But “this is more than just a data center,” says one senior intelligence official who until recently was involved with the program. The mammoth Bluffdale center will have another important and far more secret role that until now has gone unrevealed. It is also critical, he says, for breaking codes. And code-breaking is crucial, because much of the data that the center will handle—financial information, stock transactions, business deals, foreign military and diplomatic secrets, legal documents, confidential personal communications—will be heavily encrypted. According to another top official also involved with the program, the NSA made an enormous breakthrough several years ago in its ability to cryptanalyze, or break, unfathomably complex encryption systems employed by not only governments around the world but also many average computer users in the US. The upshot, according to this official: “Everybody’s a target; everybody with communication is a target.”
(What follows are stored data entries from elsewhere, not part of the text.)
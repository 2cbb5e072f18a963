use cpal::traits::{DeviceTrait, HostTrait, StreamTrait};

use crate::{
    EngineConfig, EngineError,
    engine::{EngineHandle, engine_channel},
};

/// A playing output stream. Audio stops when this is dropped.
pub struct Output {
    _stream: cpal::Stream,
    pub sample_rate: u32,
    pub channels: usize,
}

/// Opens the default output device and moves a fresh engine into its
/// callback. The returned handle is the only way to reach that engine.
pub fn start_output(config: EngineConfig) -> Result<(Output, EngineHandle), EngineError> {
    let host = cpal::default_host();
    let device = host.default_output_device().ok_or(EngineError::NoDevice)?;
    let supported = device.default_output_config()?;
    let sample_format = supported.sample_format();
    if sample_format != cpal::SampleFormat::F32 {
        return Err(EngineError::UnsupportedFormat(sample_format));
    }
    let stream_config: cpal::StreamConfig = supported.into();

    let sample_rate = stream_config.sample_rate;
    let channels = stream_config.channels as usize;
    tracing::info!(channels, sample_rate, "audio output");

    let (handle, mut realtime) = engine_channel(sample_rate, config);
    let stream = device.build_output_stream(
        &stream_config,
        move |data: &mut [f32], _: &cpal::OutputCallbackInfo| {
            realtime.process(data, channels);
        },
        |err| tracing::error!(%err, "audio stream error"),
        None,
    )?;

    stream.play()?;

    Ok((
        Output {
            _stream: stream,
            sample_rate,
            channels,
        },
        handle,
    ))
}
For the first time since Watergate and the other scandals of the Nixon administration—the NSA has turned its surveillance apparatus on the US and its citizens. It has established listening posts throughout the nation to collect and sift through billions of email messages and phone calls, whether they originate within the country or overseas. It has created a supercomputer of almost unimaginable speed to look for patterns and unscramble codes. Finally, the agency has begun building a place to store all the trillions of words and thoughts and whispers captured in its electronic net. And, of course, it’s all being done in secret. To those on the inside, the old adage that NSA stands for Never Say Anything applies more than ever.

The data stored in Bluffdale will naturally go far beyond the world’s billions of public web pages. The NSA is more interested in the so-called invisible web, also known as the deep web or deepnet—data beyond the reach of the public. This includes password-protected data, US and foreign government communications, and noncommercial file-sharing between trusted peers. “The deep web contains government reports, databases, and other sources of information of high value to DOD and the intelligence community,” according to a 2010 Defense Science Board report. “Alternative tools are needed to find and index data in the deep web … Stealing the classified secrets of a potential adversary is where the [intelligence] community is most comfortable.” With its new Utah Data Center, the NSA will at last have the technical capability to store, and rummage through, all those stolen secrets. The question, of course, is how the agency defines who is, and who is not, “a potential adversary.”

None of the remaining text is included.